Whenever a client registers into the blockchain with his/her id the user application creates a digital certificate/ID for the user to transact and perform other activities in this blockchain as shown in fig (ii), it mainly consists of the public and private key, and an ownership id with addition to the original id which was used to register into the system. According to Stornetta and Haber [3], it is possible to time-stamp digital documents using cryptographic techniques. The public key is used as an address of the client, every transaction a client performs is seen with his/her public key whereas a private key is to digitally sign a user’s transaction.
After registration and verification of a user, he/she can write a READ, UPDATE, WRITE query[fig(i)] to the system whose actual mechanism is mentioned above. All these operations and their execution status will be stored in the distributed ledger with the timestamp of that action signed with the private key of the person performing such actions. When a request for a certain transaction is sent by a node it propagates through all the nodes for validation of the transaction from the perspective of that node.
If a consensus is achieved from the majority of the nodes that that transaction is valid then it is termed a success and the world state is updated with that transaction. Then the transaction proceeds toward the miner node to be added to the blockchain. A miner node can be viewed as the most important component of a blockchain which bundles a set of transactions within a certain time period and adds it to the blockchain creating a new block. A miner node is selected on the basis of the availability of utility tokens as mentioned earlier, the peer which possesses more tokens has a higher chance of getting selected(PoS).
Token in our case is given to every node equally in the process of registration but it can also be earned a certain amount through book donation to the library node which is transferring ownership of the book to the library node as well as by returning the borrowed book to the owner that is the library node within the specified time. Similarly, it can also be lost if a certain client decided to return the book after the predefined period of time. This creates a sort of disciplined ecosystem in the system where the peers who transact properly following the rules are rewarded whereas the ones who break the rules are punished till the point they cannot even transact.
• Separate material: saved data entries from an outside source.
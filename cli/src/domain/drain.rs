//! Deletion eligibility rules.
//!
//! Pure functions only. An instance may be deleted when it is pending
//! deletion, or when its group is drained and it is not cataloged; in both
//! cases only while no deletion time has been recorded.

use std::collections::{BTreeSet, HashSet};

use gce_backend_common::{
    Instance, InstanceGroupManager, InstanceTemplate, InstanceTemplateRevision, ManagerKey,
    RevisionKey,
};

/// Whether `manager` is drained, directly through its revision or
/// transitively through its template.
#[must_use]
pub fn is_drained(
    manager: &ManagerKey,
    revision: &InstanceTemplateRevision,
    template: &InstanceTemplate,
) -> bool {
    revision.drained.contains(manager) || template.drained.contains(&revision.key)
}

/// Every drained manager key known to the store.
///
/// A manager listed in a revision's drained set only counts when that
/// revision is its parent, so the result agrees with [`is_drained`].
#[must_use]
pub fn drained_managers(
    templates: &[InstanceTemplate],
    revisions: &[InstanceTemplateRevision],
    managers: &[InstanceGroupManager],
) -> BTreeSet<ManagerKey> {
    let mut drained: BTreeSet<ManagerKey> = revisions
        .iter()
        .flat_map(|revision| {
            revision
                .drained
                .iter()
                .filter(move |manager| manager.parent() == &revision.key)
        })
        .cloned()
        .collect();

    let drained_revisions: HashSet<&RevisionKey> = templates
        .iter()
        .flat_map(|template| {
            template
                .drained
                .iter()
                .filter(move |revision| revision.parent() == &template.key)
        })
        .collect();

    drained.extend(
        managers
            .iter()
            .filter(|manager| drained_revisions.contains(manager.key.parent()))
            .map(|manager| manager.key.clone()),
    );
    drained
}

/// Marked for deletion and not yet deleted.
#[must_use]
pub fn awaits_pending_deletion(instance: &Instance) -> bool {
    instance.pending_deletion && instance.deletion_ts.is_none()
}

/// Deletable once its group is drained: not cataloged, not yet deleted.
#[must_use]
pub fn awaits_drained_deletion(instance: &Instance) -> bool {
    !instance.cataloged && instance.deletion_ts.is_none()
}
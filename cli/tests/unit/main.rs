//! Integration tests for the gce-backend reconciler library.
//!
//! These drive the services through the public API with an in-memory or
//! file-backed store and a canned compute API; no network access.

mod architecture;
mod helpers;
mod lifecycle;
mod property_tests;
When the minor node is selected it passes the query validated by all the nodes through a smart contract which invokes various functions such as transferring ownership from one peer to another, rewarding a node, and deducting tokens from a node. According to Szabo, smart contracts are self-executing contracts with the terms of the agreement between buyer and seller being directly written into lines of code. After the query goes through all the algorithms of the smart contract it is ready to be added to the blockchain. [7]
SYSTEM DESCRIPTION
Flowchart
The flowcharts of various processes used in the program are drawn in this section.
Client-side architecture map
Figure iv Client-side architecture map
Node Validation
Ownership Transfer
Figure vi Ownership Transfer flowchart
Tools and Environment
Libraries
The libraries that are likely to be used in this project are
- Dearimgui library (for GUI development)
- Berkeley Socket API (for setting p2p network and communication)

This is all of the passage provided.